Recovery of Memory B-cell Subsets and Persistence of Antibodies in Convalescent COVID-19 Patients
Anuradha Rajamanickam, Nathella Pavan Kumar, Arul Nancy P, Nandhini Selvaraj, Saravanan Munisankar, Rachel Mariam Renji, V. Vijayalakshmi, Manoj Murhekar, Jeromie Wesley Vivian Thangaraj, Muthusamy Santhosh Kumar, C. P. Girish Kumar, Tarun Bhatnagar, Manickam Ponnaiah, R. Sabarinathan, Vivek Kumar, Subash Babu
Abstract
It is essential to examine the longevity of the defensive immune response engendered by severe acute respiratory syndrome coronavirus-2 (SARS-CoV-2) infection. We examined the SARS-CoV-2-specific antibody responses and ex vivo memory B-cell subsets in seven groups of individuals with COVID-19 classified based on days since reverse-transcription polymerase chain reaction confirmation of SARS-CoV-2 infection.
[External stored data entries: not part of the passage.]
//! Tournament command - round-robin between AI tiers
//!
//! ## Architecture (4-layer granularity)
//!
//! - Level 1: run() - orchestration
//! - Level 2: build_entrants(), run_with_spinner(), report_results()
//! - Level 3: print_standings(), save_results()
//! - Level 4: formatting utilities

use std::path::{Path, PathBuf};
use std::time::{Duration, Instant};

use anyhow::{ensure, Context, Result};
use clap::Args;
use indicatif::ProgressBar;

use siege_core::AiTier;
use siege_tournament::{run_tournament, Entrant, TournamentConfig, TournamentResult};

use crate::common::{ai_config, percent, resolve_seed, RulesArgs};

// ============================================================================
// COMMAND ARGUMENTS (Level 4 - Configuration)
// ============================================================================

#[derive(Args)]
pub struct TournamentArgs {
    /// Comma-separated tiers to enter
    #[arg(long, value_delimiter = ',', default_values_t = AiTier::ALL)]
    pub tiers: Vec<AiTier>,

    /// Extra minimax entrants at these depths (e.g. 1,3)
    #[arg(long, value_delimiter = ',')]
    pub minimax_depths: Vec<u32>,

    /// Games per pairing (should be even for color alternation)
    #[arg(long, default_value = "10")]
    pub games_per_match: usize,

    /// Search depth for the plain minimax entrant
    #[arg(long, default_value = "2")]
    pub depth: u32,

    /// Maximum rounds per game
    #[arg(long, default_value = "40")]
    pub max_rounds: u32,

    #[command(flatten)]
    pub rules: RulesArgs,

    /// Run everything on one thread
    #[arg(long)]
    pub sequential: bool,

    /// Show a spinner while games run
    #[arg(long)]
    pub progress: bool,

    /// Print standings as JSON
    #[arg(long)]
    pub json: bool,

    /// Also write the full result (every game) to this JSON file
    #[arg(long, value_name = "FILE")]
    pub output: Option<PathBuf>,
}

// ============================================================================
// LEVEL 1 - ORCHESTRATION
// ============================================================================

pub fn run(args: TournamentArgs, seed: Option<u64>) -> Result<()> {
    let entrants = build_entrants(&args);
    ensure!(entrants.len() >= 2, "a tournament needs at least two entrants");

    let config = TournamentConfig {
        games_per_match: args.games_per_match,
        max_rounds: args.max_rounds,
        seed: resolve_seed(seed),
        parallel: !args.sequential,
        rules: args.rules.load()?,
    };

    let start = Instant::now();
    let result = run_with_spinner(&entrants, &config, args.progress);
    tracing::info!(elapsed = ?start.elapsed(), "tournament finished");

    if let Some(path) = &args.output {
        save_results(&result, path)?;
    }
    report_results(&result, &args)
}

// ============================================================================
// LEVEL 2 - PHASES
// ============================================================================

/// One entrant per listed tier, then one per extra minimax depth
fn build_entrants(args: &TournamentArgs) -> Vec<Entrant> {
    let mut entrants: Vec<Entrant> = args
        .tiers
        .iter()
        .map(|&tier| {
            let name = match tier {
                AiTier::Minimax => format!("minimax-d{}", args.depth),
                _ => tier.to_string(),
            };
            Entrant::new(name, ai_config(tier, args.depth))
        })
        .collect();
    for &depth in &args.minimax_depths {
        let entrant = Entrant::minimax(depth);
        if !entrants.iter().any(|e| e.name == entrant.name) {
            entrants.push(entrant);
        }
    }
    entrants
}

fn run_with_spinner(entrants: &[Entrant], config: &TournamentConfig, progress: bool) -> TournamentResult {
    let pairings = entrants.len() * entrants.len().saturating_sub(1) / 2;
    let pb = if progress {
        let pb = ProgressBar::new_spinner();
        pb.set_message(format!("{} games", pairings * config.games_per_match));
        pb.enable_steady_tick(Duration::from_millis(120));
        pb
    } else {
        ProgressBar::hidden()
    };

    let result = run_tournament(entrants, config);

    pb.finish_and_clear();
    result
}

fn report_results(result: &TournamentResult, args: &TournamentArgs) -> Result<()> {
    if args.json {
        println!("{}", serde_json::to_string_pretty(&result.standings)?);
    } else {
        print_standings(result);
    }
    Ok(())
}

// ============================================================================
// LEVEL 3 - STEPS
// ============================================================================

fn print_standings(result: &TournamentResult) {
    println!("\n=== Standings ===");
    println!(
        "{:<4} {:<14} {:>6} {:>5} {:>5} {:>5} {:>7} {:>10} {:>9}",
        "#", "entrant", "score", "won", "lost", "drawn", "win%", "mate/elim", "avg rnds"
    );
    for (rank, s) in result.standings.iter().enumerate() {
        println!(
            "{:<4} {:<14} {:>6.1} {:>5} {:>5} {:>5} {:>6.1}% {:>10} {:>9.1}",
            rank + 1,
            s.name,
            s.score,
            s.wins,
            s.losses,
            s.draws,
            percent(s.wins, s.games_played),
            format!("{}/{}", s.siegemate_wins, s.elimination_wins),
            s.avg_rounds
        );
    }

    println!("\nPairings:");
    for m in &result.matches {
        println!(
            "  {} vs {}: {}-{} ({} drawn, {} siegemates, {} eliminations)",
            m.first, m.second, m.first_wins, m.second_wins, m.draws, m.siegemates, m.eliminations
        );
    }
}

fn save_results(result: &TournamentResult, path: &Path) -> Result<()> {
    let content = serde_json::to_string_pretty(result)?;
    std::fs::write(path, content)
        .with_context(|| format!("Failed to write results: {}", path.display()))?;
    tracing::info!(path = %path.display(), "results saved");
    Ok(())
}
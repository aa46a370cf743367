//! Siege Tournament - AI-vs-AI play at scale
//!
//! This crate provides tournament infrastructure:
//! - Single games between two AI configurations, evasions included
//! - Matches with alternating colors, optionally rayon-parallel
//! - Round-robin tournaments between AI entrants
//!
//! ## Architecture (4-layer granularity)
//!
//! - Level 1: run_tournament (orchestration)
//! - Level 2: play_match (phases)
//! - Level 3: GameRunner::play_game (steps)
//! - Level 4: utilities, configuration

mod config;
mod game_runner;
mod match_play;
mod tournament;

pub use config::{Entrant, MatchConfig, TournamentConfig};
pub use game_runner::{GameOutcome, GameRunner};
pub use match_play::{play_match, MatchResult};
pub use tournament::{run_tournament, Standing, TournamentResult};
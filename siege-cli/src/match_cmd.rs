//! Match command - play games between two AI tiers
//!
//! ## Architecture (4-layer granularity)
//!
//! - Level 1: run() - orchestration
//! - Level 2: build_entrants(), play_match_with_progress(), report_results()
//! - Level 3: game_records(), print_text_results(), print_json_results()
//! - Level 4: formatting utilities

use anyhow::{ensure, Result};
use clap::Args;

use siege_core::{AiTier, Side, WinReason};
use siege_tournament::{play_match, Entrant, MatchConfig, MatchResult};

use crate::common::{ai_config, percent, progress_bar, resolve_seed, RulesArgs};

/// Games handed to the pool at a time between progress updates. Even, so
/// color alternation is unbroken across chunks.
const CHUNK_GAMES: usize = 8;

// ============================================================================
// COMMAND ARGUMENTS (Level 4 - Configuration)
// ============================================================================

#[derive(Args)]
pub struct MatchArgs {
    /// First entrant's tier; plays white in odd-numbered games
    #[arg(long)]
    pub white: AiTier,

    /// Second entrant's tier
    #[arg(long)]
    pub black: AiTier,

    /// Number of games to play (will alternate colors)
    #[arg(long, default_value = "10")]
    pub games: usize,

    /// Minimax search depth in actions
    #[arg(long, default_value = "2")]
    pub depth: u32,

    /// Maximum rounds per game
    #[arg(long, default_value = "40")]
    pub max_rounds: u32,

    #[command(flatten)]
    pub rules: RulesArgs,

    /// Run games one at a time instead of on the thread pool
    #[arg(long)]
    pub sequential: bool,

    /// Show a progress bar
    #[arg(long)]
    pub progress: bool,

    /// Output results as JSON
    #[arg(long)]
    pub json: bool,
}

/// Result of a single game, as reported
#[derive(Clone, Debug, PartialEq, serde::Serialize)]
struct GameRecord {
    game_number: usize,
    white: String,
    black: String,
    /// Winning entrant's name
    winner: Option<String>,
    reason: Option<WinReason>,
    rounds: u32,
}

// ============================================================================
// LEVEL 1 - ORCHESTRATION
// ============================================================================

/// Run match command
///
/// 1. Build both entrants
/// 2. Play the match in chunks, updating progress
/// 3. Report results
pub fn run(args: MatchArgs, seed: Option<u64>) -> Result<()> {
    ensure!(args.games > 0, "--games must be at least 1");
    let rules = args.rules.load()?;
    let (first, second) = build_entrants(&args);

    tracing::info!(
        "Starting match: {} vs {} ({} games, depth={})",
        first.name,
        second.name,
        args.games,
        args.depth
    );

    let config = MatchConfig {
        games: args.games,
        max_rounds: args.max_rounds,
        seed: resolve_seed(seed),
        parallel: !args.sequential,
        rules,
    };
    let result = play_match_with_progress(&first, &second, &config, args.progress);

    report_results(&result, &args)
}

// ============================================================================
// LEVEL 2 - PHASES
// ============================================================================

/// Entrants named by tier, told apart when both use the same tier
fn build_entrants(args: &MatchArgs) -> (Entrant, Entrant) {
    let (first_name, second_name) = if args.white == args.black {
        (format!("{}-a", args.white), format!("{}-b", args.black))
    } else {
        (args.white.to_string(), args.black.to_string())
    };
    (
        Entrant::new(first_name, ai_config(args.white, args.depth)),
        Entrant::new(second_name, ai_config(args.black, args.depth)),
    )
}

/// Same games and seeds as one `play_match` call, split so progress shows
fn play_match_with_progress(
    first: &Entrant,
    second: &Entrant,
    config: &MatchConfig,
    progress: bool,
) -> MatchResult {
    let pb = progress_bar(config.games as u64, "games", progress);
    let mut total = MatchResult::empty(&first.name, &second.name);

    let mut start = 0;
    while start < config.games {
        let games = CHUNK_GAMES.min(config.games - start);
        let chunk = MatchConfig {
            games,
            seed: config.seed.wrapping_add(start as u64),
            ..config.clone()
        };
        total = total.combine(&play_match(first, second, &chunk));
        start += games;
        pb.set_position(start as u64);
    }

    pb.finish_and_clear();
    total
}

fn report_results(result: &MatchResult, args: &MatchArgs) -> Result<()> {
    if args.json {
        print_json_results(result)
    } else {
        print_text_results(result);
        Ok(())
    }
}

// ============================================================================
// LEVEL 3 - STEPS
// ============================================================================

fn game_records(result: &MatchResult) -> Vec<GameRecord> {
    result
        .game_outcomes
        .iter()
        .enumerate()
        .map(|(i, outcome)| {
            let (white, black) = if i % 2 == 0 {
                (&result.first, &result.second)
            } else {
                (&result.second, &result.first)
            };
            let winner = outcome.winner.map(|side| match side {
                Side::White => white.clone(),
                Side::Black => black.clone(),
            });
            GameRecord {
                game_number: i + 1,
                white: white.clone(),
                black: black.clone(),
                winner,
                reason: outcome.reason,
                rounds: outcome.rounds,
            }
        })
        .collect()
}

fn print_json_results(result: &MatchResult) -> Result<()> {
    #[derive(serde::Serialize)]
    struct JsonOutput<'a> {
        first: &'a str,
        second: &'a str,
        total_games: u32,
        first_wins: u32,
        second_wins: u32,
        draws: u32,
        white_wins: u32,
        siegemates: u32,
        eliminations: u32,
        avg_rounds: f32,
        first_win_rate: f32,
        games: Vec<GameRecord>,
    }

    let output = JsonOutput {
        first: &result.first,
        second: &result.second,
        total_games: result.games_played,
        first_wins: result.first_wins,
        second_wins: result.second_wins,
        draws: result.draws,
        white_wins: result.white_wins,
        siegemates: result.siegemates,
        eliminations: result.eliminations,
        avg_rounds: result.avg_rounds,
        first_win_rate: result.first_win_rate(),
        games: game_records(result),
    };

    println!("{}", serde_json::to_string_pretty(&output)?);
    Ok(())
}

fn print_text_results(result: &MatchResult) {
    let total = result.games_played;

    println!("\n=== Match Results ===");
    println!("Total games:  {}", total);
    println!(
        "{:<13} {} ({:.1}%)",
        format!("{} wins:", result.first),
        result.first_wins,
        percent(result.first_wins, total)
    );
    println!(
        "{:<13} {} ({:.1}%)",
        format!("{} wins:", result.second),
        result.second_wins,
        percent(result.second_wins, total)
    );
    println!("Draws:        {} ({:.1}%)", result.draws, percent(result.draws, total));
    println!("White wins:   {} ({:.1}%)", result.white_wins, percent(result.white_wins, total));
    println!("Siegemates:   {}", result.siegemates);
    println!("Eliminations: {}", result.eliminations);
    println!("Avg rounds:   {:.1}", result.avg_rounds);

    println!("\nGame details:");
    for game in game_records(result) {
        let verdict = match (&game.winner, game.reason) {
            (Some(winner), Some(reason)) => format!("{} by {}", winner, reason),
            _ => "draw".to_string(),
        };
        println!(
            "  Game {}: {} (W) vs {} (B): {} in {} rounds",
            game.game_number, game.white, game.black, verdict, game.rounds
        );
    }
}

// ============================================================================
// TESTS
// ============================================================================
Our data showed that the levels of IgG and neutralizing antibodies started increasing from days 15 to 30 to days 61 to 90, and plateaued thereafter. The frequencies of naive B cells and atypical memory B cells decreased from days 15 to 30 to days 61 to 90, and plateaued thereafter. In contrast, the frequencies of immature B cells, classical memory B cells, activated memory B cells, and plasma cells increased from days 15 to 30 to days 61 to 90, and plateaued thereafter. Patients with severe COVID-19 exhibited increased frequencies of naive cells, atypical memory B cells, and activated memory B cells, and lower frequencies of immature B cells, central memory B cells, and plasma cells when compared with patients with mild COVID-19. Therefore, our data suggest modifications in memory B-cell subset frequencies and persistence of humoral immunity in convalescent individuals with COVID-19.